We have a very old cat. Some of her great-grandchildren have died because of age-related disease. Other cats have come and been taken by the coyotes, bobcats, or owls. Yet on this remarkable adopted stray persists.
One day I brought her a can of tuna (which decidedly shouldn’t have been bought in the first place) because there was no cat food. She ate it happily on top of the very wide fence immediately in front of our house, but didn’t greedily finish it. As they are inclined, yellow wasps soon thereafter thronged about the remnants. A result of poor stewardship of the earth became a gift for the little mother, and that turned into an incidental blessing for the wasps, and all was well.
But then, for days and weeks after, the crowd of wasps gathered about the spot. The tuna had long ago vanished, yet still they returned and waited for hours upon hours.
I was merely a channel and the wasps were merely sharers of the unfolding. The blessing was about the worthy cat, bestowed by He who made me, the tuna, the wasps, and the cat herself.

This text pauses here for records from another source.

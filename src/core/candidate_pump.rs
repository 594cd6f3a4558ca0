//
// Copyright 2019-2021 Signal Messenger, LLC
// SPDX-License-Identifier: AGPL-3.0-only
//

//! Candidate Pump
//!
//! Buffers locally gathered ICE candidates, coalesces them into
//! batches, and decides the retry schedule when a publish fails. This
//! is pure bookkeeping: the call state machine owns the actual
//! publishing and timer scheduling and consults the pump for what to
//! do next. That split keeps one flush in flight per call at most,
//! because every decision passes through the serialized FSM.

use std::time::Duration;

use crate::core::signaling::IceCandidate;

/// How long a freshly scheduled flush waits for more candidates.
pub const COALESCE_DELAY: Duration = Duration::from_millis(100);

/// First retry delay; each consecutive failure doubles it.
const RETRY_BASE_MS: u64 = 500;

/// Consecutive failures tolerated before the pump gives up on the
/// current run. Undelivered candidates stay buffered and the next
/// enqueue starts a fresh round.
const MAX_FAILURES_PER_RUN: u32 = 5;

#[derive(Default)]
pub struct CandidatePump {
    /// Candidates awaiting publication, in emission order. Failed
    /// batches are re-queued at the front so ordering survives.
    buffer: Vec<IceCandidate>,
    /// Consecutive publish failures in the current run.
    attempts: u32,
    /// A flush (coalescing or retry) is already scheduled.
    flush_scheduled: bool,
    /// A drained batch is out with the channel and has not completed.
    in_flight: bool,
}

impl CandidatePump {
    pub fn new() -> Self {
        Self::default()
    }

    /// Append a candidate. Returns the coalescing delay when the
    /// caller should schedule a flush; returns None while a flush,
    /// an in-flight publish, or a back-off retry is already pending
    /// (the completion of those picks the buffer up again).
    pub fn enqueue(&mut self, candidate: IceCandidate) -> Option<Duration> {
        self.buffer.push(candidate);
        if self.attempts == 0 && !self.flush_scheduled && !self.in_flight {
            self.flush_scheduled = true;
            Some(COALESCE_DELAY)
        } else {
            None
        }
    }

    /// Atomically drain the buffer for publication. None when there is
    /// nothing to send.
    pub fn begin_flush(&mut self) -> Option<Vec<IceCandidate>> {
        self.flush_scheduled = false;
        if self.buffer.is_empty() {
            return None;
        }
        self.in_flight = true;
        Some(std::mem::take(&mut self.buffer))
    }

    /// The in-flight batch was delivered. Returns true when candidates
    /// arrived meanwhile and the caller should flush again immediately
    /// (no coalescing delay on the chained flush).
    pub fn publish_succeeded(&mut self) -> bool {
        self.in_flight = false;
        self.attempts = 0;
        if self.buffer.is_empty() {
            false
        } else {
            self.flush_scheduled = true;
            true
        }
    }

    /// The in-flight batch failed. Re-queues it ahead of anything that
    /// arrived meanwhile and returns the back-off delay for the retry,
    /// or None when the failure ceiling was hit and this run is over.
    pub fn publish_failed(&mut self, mut batch: Vec<IceCandidate>) -> Option<Duration> {
        batch.append(&mut self.buffer);
        self.buffer = batch;

        self.in_flight = false;
        self.attempts += 1;
        if self.attempts > MAX_FAILURES_PER_RUN {
            self.attempts = 0;
            self.flush_scheduled = false;
            return None;
        }
        self.flush_scheduled = true;
        Some(Duration::from_millis(RETRY_BASE_MS << (self.attempts - 1)))
    }

    /// Drop everything. Used when the call ends.
    pub fn clear(&mut self) {
        self.buffer.clear();
        self.attempts = 0;
        self.flush_scheduled = false;
        self.in_flight = false;
    }

    pub fn buffered(&self) -> usize {
        self.buffer.len()
    }
}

How often do we gather out of the same instinct that the wasps gathered to wait for tuna? How often are we incidental sharers seeking again and again after the form of a vanished message of love?
When the gift for the cat came, it was brought on a plate and offered with petting and happy little sounds.
Surely we can tell the difference between the overflow of blessings and those things meant for us? Surely we can tell, on those days we are ourselves gifts offered for consumption, for whom and what we are intended?
Let us not gather as wasps for tuna, or start imagining that we are tuna for wasps.